Predatory Lending

What Is Predatory Lending?

Predatory lending typically refers to the imposing of unfair, deceptive, or abusive loan terms on borrowers. In many cases, these loans carry high fees and interest rates, strip the borrower of equity, or place a creditworthy borrower in a lower credit-rated (and more expensive) loan, all to the benefit of the lender.
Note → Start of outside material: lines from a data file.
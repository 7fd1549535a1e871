use log::{info, warn};
use tokio::sync::mpsc;

use super::{MoodEvent, Notification};

/// Receives events emitted by the mood controller. Must not block.
pub trait Notifier: Send + Sync {
    fn notify(&self, event: &MoodEvent);
}

/// Forwards events over an unbounded channel to whoever delivers them.
#[derive(Clone)]
pub struct ChannelNotifier {
    tx: mpsc::UnboundedSender<MoodEvent>,
}

impl ChannelNotifier {
    pub fn new() -> (Self, mpsc::UnboundedReceiver<MoodEvent>) {
        let (tx, rx) = mpsc::unbounded_channel();
        (Self { tx }, rx)
    }
}

impl Notifier for ChannelNotifier {
    fn notify(&self, event: &MoodEvent) {
        if self.tx.send(event.clone()).is_err() {
            warn!("mood event receiver dropped; discarding {:?}", event);
        }
    }
}

/// Logs what would have been delivered. Used when no shell is attached.
#[derive(Debug, Default, Clone, Copy)]
pub struct LogNotifier;

impl Notifier for LogNotifier {
    fn notify(&self, event: &MoodEvent) {
        match Notification::from_event(event) {
            Some(notification) => info!(
                "notification {} in {}s: {} - {}",
                notification.identifier,
                notification.delay_secs,
                notification.title,
                notification.body
            ),
            None => info!("mood event {:?}", event),
        }
    }
}

#[cfg(test)]
mod tests {
    use super::*;
    use crate::models::Mood;

    #[test]
    fn channel_notifier_forwards_in_order() {
        let (notifier, mut rx) = ChannelNotifier::new();
        notifier.notify(&MoodEvent::MoodChanged { mood: Mood::Calm });
        notifier.notify(&MoodEvent::Haptic);

        assert_eq!(rx.try_recv().unwrap(), MoodEvent::MoodChanged { mood: Mood::Calm });
        assert_eq!(rx.try_recv().unwrap(), MoodEvent::Haptic);
        assert!(rx.try_recv().is_err());
    }

    #[test]
    fn channel_notifier_survives_dropped_receiver() {
        let (notifier, rx) = ChannelNotifier::new();
        drop(rx);
        notifier.notify(&MoodEvent::Haptic);
    }
}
Predatory lenders often use aggressive sales tactics and take advantage of borrowers’ lack of understanding of financial transactions. Through deceptive or fraudulent actions and a lack of transparency, they entice, induce, and assist a borrower to take out a loan that they will not reasonably be able to pay back.

Key Takeaways

  • Predatory lending is any lending practice that imposes unfair and abusive loan terms on borrowers, including high-interest rates, high fees, and terms that strip the borrower of equity.
  • Predatory lenders often use aggressive sales tactics and deception to get borrowers to take out loans they can't afford.
  • They typically target vulnerable populations, such as those struggling to meet monthly expenses; people who have recently lost their jobs; and those who are denied access to a wider range of credit options for illegal reasons, such as discrimination based on a lack of education or older age.
  • Predatory lending disproportionately affects women, Black, and Latinx communities.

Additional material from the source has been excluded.